[[ Given data open ]]
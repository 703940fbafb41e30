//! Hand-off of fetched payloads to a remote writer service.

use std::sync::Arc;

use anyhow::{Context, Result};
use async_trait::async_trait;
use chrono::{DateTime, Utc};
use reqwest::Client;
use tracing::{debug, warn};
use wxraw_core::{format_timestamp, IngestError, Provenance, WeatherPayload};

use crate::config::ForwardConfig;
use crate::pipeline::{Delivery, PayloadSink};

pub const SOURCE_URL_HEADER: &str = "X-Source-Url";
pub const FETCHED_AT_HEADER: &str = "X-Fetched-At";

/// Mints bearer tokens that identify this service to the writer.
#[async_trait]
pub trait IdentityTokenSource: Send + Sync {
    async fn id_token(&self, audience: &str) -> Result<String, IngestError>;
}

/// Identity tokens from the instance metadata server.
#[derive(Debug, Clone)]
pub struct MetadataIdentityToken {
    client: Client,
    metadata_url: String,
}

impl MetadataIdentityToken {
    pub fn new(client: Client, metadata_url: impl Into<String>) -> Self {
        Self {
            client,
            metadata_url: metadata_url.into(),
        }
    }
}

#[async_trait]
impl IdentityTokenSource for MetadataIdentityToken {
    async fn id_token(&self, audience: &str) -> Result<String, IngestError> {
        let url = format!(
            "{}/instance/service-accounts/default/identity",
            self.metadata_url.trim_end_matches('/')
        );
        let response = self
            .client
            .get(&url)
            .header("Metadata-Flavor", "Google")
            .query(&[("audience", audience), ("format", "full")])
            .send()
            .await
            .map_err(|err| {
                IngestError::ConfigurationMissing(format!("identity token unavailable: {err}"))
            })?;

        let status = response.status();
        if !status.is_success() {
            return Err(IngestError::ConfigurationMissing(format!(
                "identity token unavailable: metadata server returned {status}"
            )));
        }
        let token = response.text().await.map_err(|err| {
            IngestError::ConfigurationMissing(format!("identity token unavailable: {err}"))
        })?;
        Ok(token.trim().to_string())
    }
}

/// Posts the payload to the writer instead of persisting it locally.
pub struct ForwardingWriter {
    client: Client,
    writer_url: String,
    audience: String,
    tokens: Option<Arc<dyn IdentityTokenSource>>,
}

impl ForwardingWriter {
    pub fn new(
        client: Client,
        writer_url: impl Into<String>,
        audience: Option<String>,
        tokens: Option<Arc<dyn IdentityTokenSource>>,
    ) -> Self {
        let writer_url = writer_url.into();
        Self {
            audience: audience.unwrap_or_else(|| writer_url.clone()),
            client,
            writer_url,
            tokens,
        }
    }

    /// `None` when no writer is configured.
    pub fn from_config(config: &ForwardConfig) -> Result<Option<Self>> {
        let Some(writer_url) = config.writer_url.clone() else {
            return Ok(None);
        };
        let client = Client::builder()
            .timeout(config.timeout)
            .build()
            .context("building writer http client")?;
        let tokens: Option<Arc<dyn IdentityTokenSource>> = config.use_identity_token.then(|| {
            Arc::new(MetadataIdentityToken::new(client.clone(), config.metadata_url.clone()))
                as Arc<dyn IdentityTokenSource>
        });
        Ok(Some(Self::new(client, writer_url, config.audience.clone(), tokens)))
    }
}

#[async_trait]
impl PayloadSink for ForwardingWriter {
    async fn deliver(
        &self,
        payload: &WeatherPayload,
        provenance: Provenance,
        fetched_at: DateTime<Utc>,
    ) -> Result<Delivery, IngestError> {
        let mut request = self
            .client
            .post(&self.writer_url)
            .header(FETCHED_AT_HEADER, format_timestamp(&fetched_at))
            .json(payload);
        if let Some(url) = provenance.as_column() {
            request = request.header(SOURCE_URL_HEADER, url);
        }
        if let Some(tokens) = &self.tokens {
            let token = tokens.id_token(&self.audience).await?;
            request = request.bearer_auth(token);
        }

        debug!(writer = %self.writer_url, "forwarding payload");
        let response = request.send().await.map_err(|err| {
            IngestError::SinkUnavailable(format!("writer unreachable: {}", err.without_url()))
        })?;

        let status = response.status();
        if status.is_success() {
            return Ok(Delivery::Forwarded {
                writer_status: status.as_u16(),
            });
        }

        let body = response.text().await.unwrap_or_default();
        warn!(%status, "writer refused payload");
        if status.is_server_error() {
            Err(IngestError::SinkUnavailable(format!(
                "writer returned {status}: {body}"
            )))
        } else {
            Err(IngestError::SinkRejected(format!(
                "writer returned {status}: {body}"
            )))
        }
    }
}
[[ Given data closed ]]
[[ Given data open ]]
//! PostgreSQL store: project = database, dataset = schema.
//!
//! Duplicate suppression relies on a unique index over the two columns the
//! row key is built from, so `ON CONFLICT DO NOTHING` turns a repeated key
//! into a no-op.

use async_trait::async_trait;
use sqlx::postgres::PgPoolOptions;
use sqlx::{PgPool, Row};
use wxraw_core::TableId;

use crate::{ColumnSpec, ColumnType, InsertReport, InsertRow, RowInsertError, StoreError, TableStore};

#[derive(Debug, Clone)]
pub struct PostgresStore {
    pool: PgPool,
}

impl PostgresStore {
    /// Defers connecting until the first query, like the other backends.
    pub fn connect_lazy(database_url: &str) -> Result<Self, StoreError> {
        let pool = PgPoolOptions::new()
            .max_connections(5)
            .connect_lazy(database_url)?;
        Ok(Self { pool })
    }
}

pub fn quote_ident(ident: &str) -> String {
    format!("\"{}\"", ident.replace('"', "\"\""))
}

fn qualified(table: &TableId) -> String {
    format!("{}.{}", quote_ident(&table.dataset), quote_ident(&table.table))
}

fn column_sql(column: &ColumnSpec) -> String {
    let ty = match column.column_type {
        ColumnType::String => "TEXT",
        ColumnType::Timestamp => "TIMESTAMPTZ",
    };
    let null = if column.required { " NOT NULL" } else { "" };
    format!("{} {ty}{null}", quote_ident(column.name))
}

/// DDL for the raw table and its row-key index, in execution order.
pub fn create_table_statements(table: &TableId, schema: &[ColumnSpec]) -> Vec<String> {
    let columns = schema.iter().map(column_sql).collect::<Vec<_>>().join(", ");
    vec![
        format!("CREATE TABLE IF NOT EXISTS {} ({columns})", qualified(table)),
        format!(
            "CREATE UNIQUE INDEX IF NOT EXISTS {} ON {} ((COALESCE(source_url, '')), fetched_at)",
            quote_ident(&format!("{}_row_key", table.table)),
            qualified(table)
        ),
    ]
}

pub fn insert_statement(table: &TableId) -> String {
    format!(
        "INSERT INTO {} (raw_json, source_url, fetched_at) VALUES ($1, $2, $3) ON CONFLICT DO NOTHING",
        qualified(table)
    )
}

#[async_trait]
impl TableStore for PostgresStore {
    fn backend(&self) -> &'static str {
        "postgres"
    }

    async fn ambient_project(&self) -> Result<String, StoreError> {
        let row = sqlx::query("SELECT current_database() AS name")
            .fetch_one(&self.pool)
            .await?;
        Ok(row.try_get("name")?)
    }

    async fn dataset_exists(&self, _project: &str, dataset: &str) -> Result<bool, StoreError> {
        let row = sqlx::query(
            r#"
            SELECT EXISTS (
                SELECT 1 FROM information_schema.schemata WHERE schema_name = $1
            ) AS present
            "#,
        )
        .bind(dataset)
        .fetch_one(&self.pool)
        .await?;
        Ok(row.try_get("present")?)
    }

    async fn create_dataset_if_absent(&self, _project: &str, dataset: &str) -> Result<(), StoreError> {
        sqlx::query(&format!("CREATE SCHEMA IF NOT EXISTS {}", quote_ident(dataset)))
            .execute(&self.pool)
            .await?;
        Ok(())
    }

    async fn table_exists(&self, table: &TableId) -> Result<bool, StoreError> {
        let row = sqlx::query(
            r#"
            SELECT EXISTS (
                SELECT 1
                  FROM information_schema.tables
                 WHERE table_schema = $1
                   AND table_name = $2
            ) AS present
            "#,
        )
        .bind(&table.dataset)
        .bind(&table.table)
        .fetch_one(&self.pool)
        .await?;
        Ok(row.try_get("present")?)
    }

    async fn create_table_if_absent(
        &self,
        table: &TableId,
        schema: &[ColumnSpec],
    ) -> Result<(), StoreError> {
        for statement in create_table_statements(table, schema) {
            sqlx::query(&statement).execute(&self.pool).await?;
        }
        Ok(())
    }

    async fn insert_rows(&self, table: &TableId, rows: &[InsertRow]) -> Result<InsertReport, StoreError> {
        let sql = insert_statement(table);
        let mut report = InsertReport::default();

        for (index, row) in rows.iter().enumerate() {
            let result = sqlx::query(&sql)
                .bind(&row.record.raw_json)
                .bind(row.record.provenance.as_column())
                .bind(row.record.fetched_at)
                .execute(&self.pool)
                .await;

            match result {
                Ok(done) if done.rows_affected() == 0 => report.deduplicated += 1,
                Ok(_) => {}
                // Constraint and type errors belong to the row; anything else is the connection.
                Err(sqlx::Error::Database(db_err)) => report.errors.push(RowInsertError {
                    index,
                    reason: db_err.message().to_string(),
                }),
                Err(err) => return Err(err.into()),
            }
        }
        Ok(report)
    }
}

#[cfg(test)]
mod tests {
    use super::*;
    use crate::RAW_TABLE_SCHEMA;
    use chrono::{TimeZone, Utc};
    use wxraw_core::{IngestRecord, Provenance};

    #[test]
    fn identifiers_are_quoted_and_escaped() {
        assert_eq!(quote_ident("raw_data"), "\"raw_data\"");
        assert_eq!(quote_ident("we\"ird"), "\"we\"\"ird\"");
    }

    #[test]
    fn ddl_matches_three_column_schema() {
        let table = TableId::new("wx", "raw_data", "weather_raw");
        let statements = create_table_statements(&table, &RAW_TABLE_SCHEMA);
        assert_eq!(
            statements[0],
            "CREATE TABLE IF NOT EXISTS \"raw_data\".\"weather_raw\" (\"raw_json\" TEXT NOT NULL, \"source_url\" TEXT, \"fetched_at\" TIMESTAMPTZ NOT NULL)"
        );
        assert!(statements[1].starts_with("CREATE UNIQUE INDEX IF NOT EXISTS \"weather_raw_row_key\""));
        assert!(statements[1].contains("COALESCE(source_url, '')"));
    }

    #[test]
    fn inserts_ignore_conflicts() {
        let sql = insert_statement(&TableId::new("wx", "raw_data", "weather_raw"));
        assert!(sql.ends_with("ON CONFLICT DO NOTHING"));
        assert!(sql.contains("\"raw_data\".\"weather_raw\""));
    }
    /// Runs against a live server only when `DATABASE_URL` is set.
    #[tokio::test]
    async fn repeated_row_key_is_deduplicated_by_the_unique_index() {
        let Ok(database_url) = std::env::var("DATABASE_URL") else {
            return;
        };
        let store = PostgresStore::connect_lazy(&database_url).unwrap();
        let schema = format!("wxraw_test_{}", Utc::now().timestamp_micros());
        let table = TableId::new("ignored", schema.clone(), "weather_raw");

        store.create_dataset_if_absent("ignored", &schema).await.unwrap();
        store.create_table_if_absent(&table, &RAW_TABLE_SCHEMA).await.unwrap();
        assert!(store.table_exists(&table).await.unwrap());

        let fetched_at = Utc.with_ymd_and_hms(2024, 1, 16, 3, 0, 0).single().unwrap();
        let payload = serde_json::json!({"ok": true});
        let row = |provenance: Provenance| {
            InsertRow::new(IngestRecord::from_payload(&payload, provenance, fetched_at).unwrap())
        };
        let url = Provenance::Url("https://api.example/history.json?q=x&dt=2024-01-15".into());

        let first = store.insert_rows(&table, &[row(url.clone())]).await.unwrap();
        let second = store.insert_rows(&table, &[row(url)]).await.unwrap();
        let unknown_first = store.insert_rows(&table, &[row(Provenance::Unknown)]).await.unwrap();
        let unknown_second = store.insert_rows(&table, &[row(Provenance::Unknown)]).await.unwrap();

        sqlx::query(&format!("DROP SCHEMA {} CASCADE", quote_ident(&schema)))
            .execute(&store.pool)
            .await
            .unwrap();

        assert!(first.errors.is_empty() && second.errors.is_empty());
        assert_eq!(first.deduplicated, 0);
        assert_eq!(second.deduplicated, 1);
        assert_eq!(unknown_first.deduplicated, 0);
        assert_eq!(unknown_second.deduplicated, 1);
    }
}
[[ Given data closed ]]
[[ Given data open ]]
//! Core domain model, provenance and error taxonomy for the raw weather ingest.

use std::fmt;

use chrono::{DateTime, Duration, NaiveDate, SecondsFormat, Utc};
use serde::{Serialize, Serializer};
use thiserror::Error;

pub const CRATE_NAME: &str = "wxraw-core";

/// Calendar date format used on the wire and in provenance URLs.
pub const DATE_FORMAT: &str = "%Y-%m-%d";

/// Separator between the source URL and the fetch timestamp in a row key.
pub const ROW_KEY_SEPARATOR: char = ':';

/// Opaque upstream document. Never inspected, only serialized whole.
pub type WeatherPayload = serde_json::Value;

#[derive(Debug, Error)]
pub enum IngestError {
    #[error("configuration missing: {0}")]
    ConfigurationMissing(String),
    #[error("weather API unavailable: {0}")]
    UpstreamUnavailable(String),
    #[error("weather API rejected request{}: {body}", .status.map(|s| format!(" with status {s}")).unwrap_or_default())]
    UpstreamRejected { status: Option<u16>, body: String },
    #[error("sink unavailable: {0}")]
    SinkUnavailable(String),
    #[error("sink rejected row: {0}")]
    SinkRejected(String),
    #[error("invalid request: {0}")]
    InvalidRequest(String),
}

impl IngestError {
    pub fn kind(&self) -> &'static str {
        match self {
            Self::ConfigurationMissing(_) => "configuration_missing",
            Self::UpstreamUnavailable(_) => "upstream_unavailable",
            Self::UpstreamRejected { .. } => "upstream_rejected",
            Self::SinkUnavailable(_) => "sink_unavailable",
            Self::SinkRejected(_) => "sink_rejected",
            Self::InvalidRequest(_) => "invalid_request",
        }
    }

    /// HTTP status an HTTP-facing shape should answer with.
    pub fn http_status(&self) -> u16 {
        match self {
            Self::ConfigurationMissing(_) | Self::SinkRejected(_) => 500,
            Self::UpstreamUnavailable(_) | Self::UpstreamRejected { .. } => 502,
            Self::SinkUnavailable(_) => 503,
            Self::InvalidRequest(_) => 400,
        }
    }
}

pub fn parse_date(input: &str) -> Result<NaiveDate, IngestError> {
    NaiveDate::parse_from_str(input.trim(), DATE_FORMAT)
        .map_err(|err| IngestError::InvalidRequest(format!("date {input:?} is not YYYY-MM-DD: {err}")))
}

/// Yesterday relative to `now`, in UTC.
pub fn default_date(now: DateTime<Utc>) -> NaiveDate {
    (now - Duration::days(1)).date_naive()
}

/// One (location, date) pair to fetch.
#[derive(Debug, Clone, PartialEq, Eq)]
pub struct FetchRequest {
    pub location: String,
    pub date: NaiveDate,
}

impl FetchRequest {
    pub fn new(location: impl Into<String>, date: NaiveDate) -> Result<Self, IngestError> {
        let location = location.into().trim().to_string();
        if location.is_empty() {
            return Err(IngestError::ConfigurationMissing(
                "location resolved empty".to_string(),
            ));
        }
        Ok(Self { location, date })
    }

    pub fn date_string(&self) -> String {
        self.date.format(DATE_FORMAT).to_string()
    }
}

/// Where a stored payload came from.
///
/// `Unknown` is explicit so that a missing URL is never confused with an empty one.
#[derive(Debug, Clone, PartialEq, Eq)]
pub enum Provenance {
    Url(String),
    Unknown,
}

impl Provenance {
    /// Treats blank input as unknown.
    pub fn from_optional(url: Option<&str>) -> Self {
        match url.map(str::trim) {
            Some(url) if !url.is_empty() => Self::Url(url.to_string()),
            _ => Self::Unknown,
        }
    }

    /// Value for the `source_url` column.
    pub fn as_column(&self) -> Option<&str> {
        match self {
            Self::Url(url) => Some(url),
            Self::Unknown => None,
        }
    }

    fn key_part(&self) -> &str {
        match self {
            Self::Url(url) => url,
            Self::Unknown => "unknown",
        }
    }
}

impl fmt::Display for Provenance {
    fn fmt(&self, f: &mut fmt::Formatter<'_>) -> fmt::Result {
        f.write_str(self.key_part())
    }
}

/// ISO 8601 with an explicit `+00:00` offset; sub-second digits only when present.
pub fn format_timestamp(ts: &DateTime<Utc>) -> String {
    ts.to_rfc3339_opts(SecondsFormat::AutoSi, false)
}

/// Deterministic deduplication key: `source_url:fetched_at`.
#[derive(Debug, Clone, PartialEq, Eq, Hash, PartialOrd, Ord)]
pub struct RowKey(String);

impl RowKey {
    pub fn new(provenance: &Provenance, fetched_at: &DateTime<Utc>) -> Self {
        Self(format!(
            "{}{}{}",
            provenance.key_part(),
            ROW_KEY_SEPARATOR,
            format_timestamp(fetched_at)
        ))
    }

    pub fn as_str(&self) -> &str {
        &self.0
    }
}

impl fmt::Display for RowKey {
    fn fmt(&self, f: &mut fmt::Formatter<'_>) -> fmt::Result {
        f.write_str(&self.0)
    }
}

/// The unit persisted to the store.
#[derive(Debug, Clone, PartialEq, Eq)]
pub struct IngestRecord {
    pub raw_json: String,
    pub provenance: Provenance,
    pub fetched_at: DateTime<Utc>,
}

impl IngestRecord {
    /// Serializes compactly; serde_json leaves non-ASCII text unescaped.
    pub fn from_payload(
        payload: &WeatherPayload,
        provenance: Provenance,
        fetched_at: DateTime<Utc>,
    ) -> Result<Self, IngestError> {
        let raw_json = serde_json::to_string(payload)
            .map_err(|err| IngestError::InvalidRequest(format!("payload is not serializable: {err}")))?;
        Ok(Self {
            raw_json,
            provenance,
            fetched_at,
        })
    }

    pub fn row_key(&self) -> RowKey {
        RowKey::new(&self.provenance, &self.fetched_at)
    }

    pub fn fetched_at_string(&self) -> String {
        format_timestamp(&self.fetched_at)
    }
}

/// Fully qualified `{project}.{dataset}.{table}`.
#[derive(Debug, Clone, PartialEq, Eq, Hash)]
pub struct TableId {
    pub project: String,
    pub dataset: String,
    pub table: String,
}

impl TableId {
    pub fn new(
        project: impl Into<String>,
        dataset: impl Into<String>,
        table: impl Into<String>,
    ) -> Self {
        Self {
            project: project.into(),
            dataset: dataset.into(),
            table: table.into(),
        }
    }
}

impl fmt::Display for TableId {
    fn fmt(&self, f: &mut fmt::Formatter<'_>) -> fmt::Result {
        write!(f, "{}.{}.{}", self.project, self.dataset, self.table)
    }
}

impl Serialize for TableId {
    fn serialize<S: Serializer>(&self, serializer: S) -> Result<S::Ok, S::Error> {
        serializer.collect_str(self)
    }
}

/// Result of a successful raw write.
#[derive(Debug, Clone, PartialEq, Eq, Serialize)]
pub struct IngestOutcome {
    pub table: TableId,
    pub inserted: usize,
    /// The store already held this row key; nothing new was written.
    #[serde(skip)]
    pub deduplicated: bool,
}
[[ Given data closed ]]
### Task to complete
Go through the lines above and copy any that contain "COALESCE".

### Result
            "CREATE UNIQUE INDEX IF NOT EXISTS {} ON {} ((COALESCE(source_url, '')), fetched_at)",
        assert!(statements[1].contains("COALESCE(source_url, '')"));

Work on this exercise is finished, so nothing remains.